Lee, David A., and Norman Walsh. “Efficient scripting.” Presented at International Symposium on Processing XML Efficiently: Overcoming Limits on Space, Time, or Bandwidth, Montréal, Canada, August 10, 2009. In Proceedings of the International Symposium on Processing XML Efficiently: Overcoming Limits on Space, Time, or Bandwidth. Balisage Series on Markup Technologies, vol. 4 (2009).

International Symposium on Processing XML Efficiently: Overcoming Limits on Space, Time, or Bandwidth
August 10, 2009

Balisage Paper: Efficient scripting

David A. Lee

Principal senior software engineer

Epocrates, Inc.

David Lee has over 20 years experience in the software industry responsible for many major projects in small and large companies including Sun Microsystems, IBM, Centura Software (formerly Gupta.), Premenos, Epiphany (formerly RightPoint), WebGain.
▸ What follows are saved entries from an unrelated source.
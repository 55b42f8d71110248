//! Coarse inventory loader
//!
//! The coarse inventory is published as one ESRI ASCII grid per
//! (year, month, sector, species), already on the destination grid:
//!
//! ```text
//! {root}/{year}/{year}_{MM}_{sector}_{species}.asc
//! ```
//!
//! Files are written north-first and are flipped on read so that row 0 is the
//! southern edge, matching every other destination-grid array. Control factors
//! are applied after the flip.

use emis2ctm_core::cache::{CachePolicy, KeyedCache};
use emis2ctm_core::control::{ControlFactors, ControlKey};
use emis2ctm_core::errors::{EmissionError, EmissionResult};
use emis2ctm_core::species::{pm_substitution_factor, InventorySpecies, PmSubstitution, PM25};
use emis2ctm_core::table::read_grid;
use ndarray::{s, Array2};
use std::path::{Path, PathBuf};
use std::sync::Arc;
use tracing::{debug, warn};

/// Default number of header lines in an ASCII grid
pub const DEFAULT_HEADER_ROWS: usize = 6;

type CoarseKey = (i32, u32, String, String);

/// Path of one coarse inventory grid
pub fn coarse_path(root: &Path, year: i32, month: u32, sector: &str, species: &str) -> PathBuf {
    root.join(year.to_string())
        .join(format!("{}_{:02}_{}_{}.asc", year, month, sector, species))
}

/// Loads coarse inventory grids with PM-coarse and PM2.5 substitution handling
#[derive(Debug)]
pub struct CoarseInventory {
    root: PathBuf,
    shape: (usize, usize),
    header_rows: usize,
    control: Option<Arc<ControlFactors>>,
    pm_substitution: Option<Arc<PmSubstitution>>,
    cache: KeyedCache<CoarseKey, Array2<f64>>,
}

impl CoarseInventory {
    /// A loader for grids under `root` with the destination `shape`
    pub fn new(root: impl Into<PathBuf>, shape: (usize, usize)) -> Self {
        Self {
            root: root.into(),
            shape,
            header_rows: DEFAULT_HEADER_ROWS,
            control: None,
            pm_substitution: None,
            cache: KeyedCache::new("coarse inventory", CachePolicy::Unbounded),
        }
    }

    pub fn with_header_rows(mut self, header_rows: usize) -> Self {
        self.header_rows = header_rows;
        self
    }

    pub fn with_control(mut self, control: Arc<ControlFactors>) -> Self {
        self.control = Some(control);
        self
    }

    pub fn with_pm_substitution(mut self, pm_substitution: Arc<PmSubstitution>) -> Self {
        self.pm_substitution = Some(pm_substitution);
        self
    }

    pub fn with_cache_policy(mut self, policy: CachePolicy) -> Self {
        self.cache = KeyedCache::new("coarse inventory", policy);
        self
    }

    pub fn root(&self) -> &Path {
        &self.root
    }

    pub fn shape(&self) -> (usize, usize) {
        self.shape
    }

    /// Monthly field for one sector and species, on the destination grid.
    ///
    /// - PM-coarse species are PM10 minus PM2.5, each control-adjusted first.
    /// - A species without a file is PM2.5 (control-adjusted with the PM2.5
    ///   key) scaled by the sector's substitution fraction.
    /// - Anything else is read directly and control-adjusted with the
    ///   species' control key.
    pub fn load(
        &self,
        year: i32,
        month: u32,
        sector: &str,
        species: &InventorySpecies,
    ) -> EmissionResult<Arc<Array2<f64>>> {
        let key = (year, month, sector.to_string(), species.name().to_string());
        self.cache
            .get_or_try_insert_with(key, || self.compute(year, month, sector, species))
    }

    fn compute(
        &self,
        year: i32,
        month: u32,
        sector: &str,
        species: &InventorySpecies,
    ) -> EmissionResult<Array2<f64>> {
        if let Some((pm10, pm25)) = species.coarse_operands() {
            let coarse = self.read_controlled(year, month, sector, &pm10)?
                - self.read_controlled(year, month, sector, &pm25)?;
            return Ok(coarse);
        }

        let path = coarse_path(&self.root, year, month, sector, species.name());
        if path.exists() {
            return self.read_controlled(year, month, sector, species);
        }

        let factor = pm_substitution_factor(self.pm_substitution.as_deref(), sector, species.name())?;
        warn!(
            path = %path.display(),
            sector,
            species = species.name(),
            factor,
            "coarse inventory file missing, substituting PM2.5"
        );
        let pm25 = self.read_controlled(year, month, sector, &InventorySpecies::new(PM25))?;
        Ok(pm25 * factor)
    }

    fn read_controlled(
        &self,
        year: i32,
        month: u32,
        sector: &str,
        species: &InventorySpecies,
    ) -> EmissionResult<Array2<f64>> {
        let mut field = self.read(&coarse_path(&self.root, year, month, sector, species.name()))?;
        if let Some(control) = &self.control {
            let key = ControlKey::new(sector, year, month, species.control_key());
            if control.apply(&key, &mut field)? {
                debug!(%key, "applied control factors to coarse inventory");
            }
        }
        Ok(field)
    }

    fn read(&self, path: &Path) -> EmissionResult<Array2<f64>> {
        let grid = read_grid(path, self.header_rows, None)?;
        if grid.dim() != self.shape {
            return Err(EmissionError::IncompatibleGrid {
                context: path.display().to_string(),
                expected: self.shape,
                actual: grid.dim(),
            });
        }
        Ok(grid.slice(s![..;-1, ..]).to_owned())
    }
}

#[cfg(test)]
mod tests {
    use super::*;
    use emis2ctm_core::control::ControlTable;
    use emis2ctm_core::region::RegionRaster;
    use ndarray::array;
    use std::fs;

    const HEADER: &str = "ncols 2\nnrows 2\nxllcorner 0\nyllcorner 0\ncellsize 1\nNODATA_value -9999\n";

    fn write_grid(root: &Path, sector: &str, species: &str, body: &str) {
        let path = coarse_path(root, 2020, 1, sector, species);
        fs::create_dir_all(path.parent().unwrap()).unwrap();
        fs::write(path, format!("{}{}", HEADER, body)).unwrap();
    }

    #[test]
    fn test_path_layout() {
        let path = coarse_path(Path::new("input/MEIC"), 2020, 3, "power", "NOx");
        assert_eq!(path, PathBuf::from("input/MEIC/2020/2020_03_power_NOx.asc"));
    }

    #[test]
    fn test_grid_is_flipped_north_up() {
        let dir = tempfile::tempdir().unwrap();
        write_grid(dir.path(), "power", "SO2", "1 2\n3 4\n");

        let loader = CoarseInventory::new(dir.path(), (2, 2));
        let field = loader
            .load(2020, 1, "power", &InventorySpecies::new("SO2"))
            .unwrap();
        assert_eq!(*field, array![[3.0, 4.0], [1.0, 2.0]]);
    }

    #[test]
    fn test_wrong_shape_is_rejected() {
        let dir = tempfile::tempdir().unwrap();
        write_grid(dir.path(), "power", "SO2", "1 2\n3 4\n");

        let loader = CoarseInventory::new(dir.path(), (3, 2));
        let err = loader
            .load(2020, 1, "power", &InventorySpecies::new("SO2"))
            .unwrap_err();
        assert!(matches!(err, EmissionError::IncompatibleGrid { .. }));
    }

    #[test]
    fn test_voc_subspecies_uses_voc_control() {
        let dir = tempfile::tempdir().unwrap();
        write_grid(dir.path(), "industry", "OLE_1", "2 2\n2 2\n");

        let mut table = ControlTable::default();
        table.insert(ControlKey::new("industry", 2020, 1, "VOC"), 11, 0.5);
        let raster = RegionRaster::from_codes(array![[Some(11), None], [None, None]]);
        let loader = CoarseInventory::new(dir.path(), (2, 2))
            .with_control(Arc::new(ControlFactors::new(table, raster)));

        let field = loader
            .load(2020, 1, "industry", &InventorySpecies::new("OLE_1"))
            .unwrap();
        assert_eq!(*field, array![[1.0, 2.0], [2.0, 2.0]]);
    }

    #[test]
    fn test_pm_coarse_operands_use_their_own_control() {
        let dir = tempfile::tempdir().unwrap();
        write_grid(dir.path(), "power", "PM10", "6 6\n6 6\n");
        write_grid(dir.path(), "power", "PM25", "2 2\n2 2\n");

        let mut table = ControlTable::default();
        table.insert(ControlKey::new("power", 2020, 1, "PM10"), 11, 0.5);
        table.insert(ControlKey::new("power", 2020, 1, "PM25"), 12, 0.25);
        // Never looked up: the operands carry their own keys
        table.insert(ControlKey::new("power", 2020, 1, "PMcoarse"), 11, 0.0);
        let raster = RegionRaster::from_codes(array![[Some(11), Some(12)], [None, None]]);
        let loader = CoarseInventory::new(dir.path(), (2, 2))
            .with_control(Arc::new(ControlFactors::new(table, raster)));

        let field = loader
            .load(2020, 1, "power", &InventorySpecies::new("PMcoarse"))
            .unwrap();
        // 6 × 0.5 - 2 and 6 - 2 × 0.25 in the south row, untouched 6 - 2 in the north
        assert_eq!(*field, array![[1.0, 5.5], [4.0, 4.0]]);
    }

    #[test]
    fn test_substitution_controls_pm25_before_scaling() {
        let dir = tempfile::tempdir().unwrap();
        write_grid(dir.path(), "power", "PM25", "4 4\n4 4\n");

        let mut table = ControlTable::default();
        table.insert(ControlKey::new("power", 2020, 1, "PM25"), 11, 0.5);
        table.insert(ControlKey::new("power", 2020, 1, "BC"), 11, 0.0);
        let raster = RegionRaster::from_codes(array![[Some(11), None], [None, None]]);
        let mut pm = PmSubstitution::default();
        pm.insert("power", "BC", 0.25);
        let loader = CoarseInventory::new(dir.path(), (2, 2))
            .with_control(Arc::new(ControlFactors::new(table, raster)))
            .with_pm_substitution(Arc::new(pm));

        let field = loader
            .load(2020, 1, "power", &InventorySpecies::new("BC"))
            .unwrap();
        assert_eq!(*field, array![[0.5, 1.0], [1.0, 1.0]]);
    }

    #[test]
    fn test_double_miss_is_an_error() {
        let dir = tempfile::tempdir().unwrap();
        let mut pm = PmSubstitution::default();
        pm.insert("power", "BC", 0.4);
        let loader =
            CoarseInventory::new(dir.path(), (2, 2)).with_pm_substitution(Arc::new(pm));

        let err = loader
            .load(2020, 1, "power", &InventorySpecies::new("BC"))
            .unwrap_err();
        assert!(matches!(err, EmissionError::MissingSourceFile { .. }));
    }
}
As principal senior software engineer at Epocrates, Inc., Mr Lee is responsible for managing data integration, storage, retrieval, and processing of clinical knowledge databases for the leading clinical information provider.

Key career contributions include Real-time AIX OS extensions for optimizing transmission of real-time streaming video (IBM), secure encrypted EDI over internet email (Premenos), porting the Centura Team Desktop system to Solaris (Gupta,Centura), optimizations of large Enterprise CRM systems (Epiphany), author of xmlsh an open source scripting language for XML.

Norman Walsh

Principal Technologist in the Information & Media group

Mark Logic Corporation

Norman Walsh is a Principal Technologist in the Information & Media group at Mark Logic Corporation where he assists in the design and deployment of advanced content applications. Norm is also an active participant in a number of standards efforts worldwide: he is chair of the XML Processing Model Working Group at the W3C where he is also co-chair of the XML Core Working Group. At OASIS, he is chair of the DocBook Technical Committee.
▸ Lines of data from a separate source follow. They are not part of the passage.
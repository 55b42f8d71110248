//! Nearest-cell mapping from a latitude/longitude source grid to the destination grid
//!
//! For every destination cell the geographic centre is located in the source
//! grid by floor division, giving a pair of index arrays of destination shape.
//! Reprojecting a source field is then a gather followed by a multiplication
//! with the destination cell area (km²), which turns a per-km² flux density
//! into a per-cell amount.
//!
//! Destination cells whose centre lies outside the source grid are handled by
//! an explicit [`BoundaryPolicy`]; no index ever reads outside the source
//! array.
//!
//! # Examples
//!
//! ```rust
//! use emis2ctm_core::grid::{DestinationGrid, SourceGrid, SourceResolution};
//! use emis2ctm_core::lambert::LambertConformal;
//! use emis2ctm_core::mapping::{apply_mapping, build_mapping, BoundaryPolicy};
//! use ndarray::Array2;
//!
//! let projection = LambertConformal::from_proj_str(
//!     "+proj=lcc +lat_1=25 +lat_2=40 +lat_0=30.1 +lon_0=110.1 +R=6370000",
//! )
//! .unwrap();
//! let destination =
//!     DestinationGrid::new(projection, -1500.0, -1500.0, 3000.0, 3000.0, 1, 1).unwrap();
//! let source = SourceGrid::for_resolution(SourceResolution::QuarterDegree);
//!
//! let mapping = build_mapping(&destination, &source, BoundaryPolicy::ClampToEdge);
//! let field = Array2::from_elem(source.shape(), 5.0);
//! let projected = apply_mapping(&field, &mapping).unwrap();
//! assert!((projected[[0, 0]] - 5.0 * 9.0).abs() < 1e-9);
//! ```

use crate::cache::{CachePolicy, KeyedCache};
use crate::errors::{EmissionError, EmissionResult};
use crate::grid::{CellCenters, DestinationGrid, SourceGrid, SourceResolution};
use ndarray::Array2;
use serde::{Deserialize, Serialize};
use std::sync::{Arc, OnceLock};
use tracing::{debug, warn};

/// What to do with destination cells outside the source grid
#[derive(Debug, Clone, Copy, PartialEq, Eq, Hash, Default, Serialize, Deserialize)]
#[serde(rename_all = "snake_case")]
pub enum BoundaryPolicy {
    /// Use the nearest edge cell of the source grid
    #[default]
    ClampToEdge,
    /// Treat the cell as uncovered and give it zero emissions
    Exclude,
}

/// Precomputed source indices for every destination cell
#[derive(Debug, Clone, PartialEq)]
pub struct ProjectionMapping {
    resolution: SourceResolution,
    source_shape: (usize, usize),
    destination_shape: (usize, usize),
    rows: Array2<usize>,
    cols: Array2<usize>,
    /// False for cells outside the source grid
    covered: Array2<bool>,
    policy: BoundaryPolicy,
    area_factor: f64,
}

impl ProjectionMapping {
    pub fn resolution(&self) -> SourceResolution {
        self.resolution
    }

    pub fn source_shape(&self) -> (usize, usize) {
        self.source_shape
    }

    pub fn destination_shape(&self) -> (usize, usize) {
        self.destination_shape
    }

    /// Source row index for each destination cell
    pub fn row_index(&self) -> &Array2<usize> {
        &self.rows
    }

    /// Source column index for each destination cell
    pub fn col_index(&self) -> &Array2<usize> {
        &self.cols
    }

    /// Destination cell area in km² (`dx * dy / 1e6`)
    pub fn area_factor(&self) -> f64 {
        self.area_factor
    }

    pub fn policy(&self) -> BoundaryPolicy {
        self.policy
    }

    /// Number of destination cells whose centre is outside the source grid
    pub fn uncovered_cells(&self) -> usize {
        self.covered.iter().filter(|covered| !**covered).count()
    }

    /// Reproject a source field, see [`apply_mapping`]
    pub fn apply(&self, source: &Array2<f64>) -> EmissionResult<Array2<f64>> {
        apply_mapping(source, self)
    }
}

/// Build the mapping for one source grid.
///
/// Cell centres are converted to geographic coordinates through the
/// destination projection and located in `source`.
pub fn build_mapping(
    destination: &DestinationGrid,
    source: &SourceGrid,
    policy: BoundaryPolicy,
) -> ProjectionMapping {
    build_mapping_from_centers(&destination.cell_centers(), destination, source, policy)
}

/// Build a mapping from already-computed cell centres
pub fn build_mapping_from_centers(
    centers: &CellCenters,
    destination: &DestinationGrid,
    source: &SourceGrid,
    policy: BoundaryPolicy,
) -> ProjectionMapping {
    let shape = destination.shape();
    let max_row = source.rows.saturating_sub(1) as i64;
    let max_col = source.cols.saturating_sub(1) as i64;

    let mut rows = Array2::zeros(shape);
    let mut cols = Array2::zeros(shape);
    let mut covered = Array2::from_elem(shape, true);

    for ((r, c), lon) in centers.lon.indexed_iter() {
        let lat = centers.lat[[r, c]];
        let (row, col) = if lon.is_finite() && lat.is_finite() {
            source.locate(*lon, lat)
        } else {
            (-1, -1)
        };
        if row < 0 || row > max_row || col < 0 || col > max_col {
            covered[[r, c]] = false;
        }
        rows[[r, c]] = row.clamp(0, max_row) as usize;
        cols[[r, c]] = col.clamp(0, max_col) as usize;
    }

    let mapping = ProjectionMapping {
        resolution: source.resolution,
        source_shape: source.shape(),
        destination_shape: shape,
        rows,
        cols,
        covered,
        policy,
        area_factor: destination.cell_area_km2(),
    };

    let uncovered = mapping.uncovered_cells();
    if uncovered > 0 {
        warn!(
            resolution = %source.resolution,
            uncovered,
            ?policy,
            "destination cells fall outside the source grid"
        );
    }
    debug!(
        resolution = %source.resolution,
        rows = shape.0,
        cols = shape.1,
        "built projection mapping"
    );
    mapping
}

/// Gather a source field onto the destination grid.
///
/// The result has the destination shape and is scaled by the mapping's area
/// factor. Fails with [`EmissionError::IncompatibleGrid`] when `source` does
/// not have the shape the mapping was built for.
pub fn apply_mapping(
    source: &Array2<f64>,
    mapping: &ProjectionMapping,
) -> EmissionResult<Array2<f64>> {
    if source.dim() != mapping.source_shape {
        return Err(EmissionError::IncompatibleGrid {
            context: format!("{} source field", mapping.resolution),
            expected: mapping.source_shape,
            actual: source.dim(),
        });
    }

    let exclude = mapping.policy == BoundaryPolicy::Exclude;
    let mut out = Array2::zeros(mapping.destination_shape);
    for ((r, c), value) in out.indexed_iter_mut() {
        if exclude && !mapping.covered[[r, c]] {
            continue;
        }
        let source_value = source[[mapping.rows[[r, c]], mapping.cols[[r, c]]]];
        *value = source_value * mapping.area_factor;
    }
    Ok(out)
}

/// Builds and caches one [`ProjectionMapping`] per source resolution
#[derive(Debug)]
pub struct ProjectionMapper {
    destination: Arc<DestinationGrid>,
    policy: BoundaryPolicy,
    centers: OnceLock<Arc<CellCenters>>,
    mappings: KeyedCache<SourceResolution, ProjectionMapping>,
}

impl ProjectionMapper {
    pub fn new(destination: Arc<DestinationGrid>, policy: BoundaryPolicy) -> Self {
        Self {
            destination,
            policy,
            centers: OnceLock::new(),
            mappings: KeyedCache::new("projection mappings", CachePolicy::Unbounded),
        }
    }

    pub fn destination(&self) -> &DestinationGrid {
        &self.destination
    }

    /// Geographic cell centres of the destination grid, computed once
    pub fn cell_centers(&self) -> Arc<CellCenters> {
        Arc::clone(
            self.centers
                .get_or_init(|| Arc::new(self.destination.cell_centers())),
        )
    }

    /// The mapping for `source`, built on first use
    pub fn mapping(&self, source: &SourceGrid) -> EmissionResult<Arc<ProjectionMapping>> {
        let mapping = self.mappings.get_or_try_insert_with(source.resolution, || {
            Ok(build_mapping_from_centers(
                &self.cell_centers(),
                &self.destination,
                source,
                self.policy,
            ))
        })?;
        if mapping.source_shape() != source.shape() {
            return Err(EmissionError::IncompatibleGrid {
                context: format!("{} projection mapping", source.resolution),
                expected: mapping.source_shape(),
                actual: source.shape(),
            });
        }
        Ok(mapping)
    }

    /// Reproject a field defined on `source` onto the destination grid
    pub fn reproject(&self, source: &SourceGrid, field: &Array2<f64>) -> EmissionResult<Array2<f64>> {
        self.mapping(source)?.apply(field)
    }

    pub fn cache_stats(&self) -> crate::cache::CacheStats {
        self.mappings.stats()
    }
}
Before joining Mark Logic, he participated in XML-related projects and standards efforts at Sun Microsystems. With more than a decade of industry experience, Mr. Walsh is well known for his work on DocBook and a wide range of open source projects. He is the principle author of DocBook: The Definitive Guide.

Copyright © 2009 David A. Lee and Norman Walsh. Used by permission.


The efficiency and performance of individual XML operations such as parsing, processing (XSLT, XQuery) and serialization, and the merits of different in-memory document representations, have been widely discussed. However, real world uses cases often involve many operations orchestrated using a scripting environment. The performance of the scripting environment can often overshadow any performance gains in individual operations. In an exploration of real world scripting, we compare performance of several scripting languages and techniques on a set of typical XML operations such as generation of a table of contents and conditionally accessing non-XML files identified in XML documents. Based on performance results, we suggest best practices for scripting XML processes. Scripting languages compared include DOS Shell (CMD.EXE), Linux Shell (bash), XMLSH, and XProc (calabash). These are run (where possible) on multiple operating systems: Windows XP, Linux, and Mac/OS.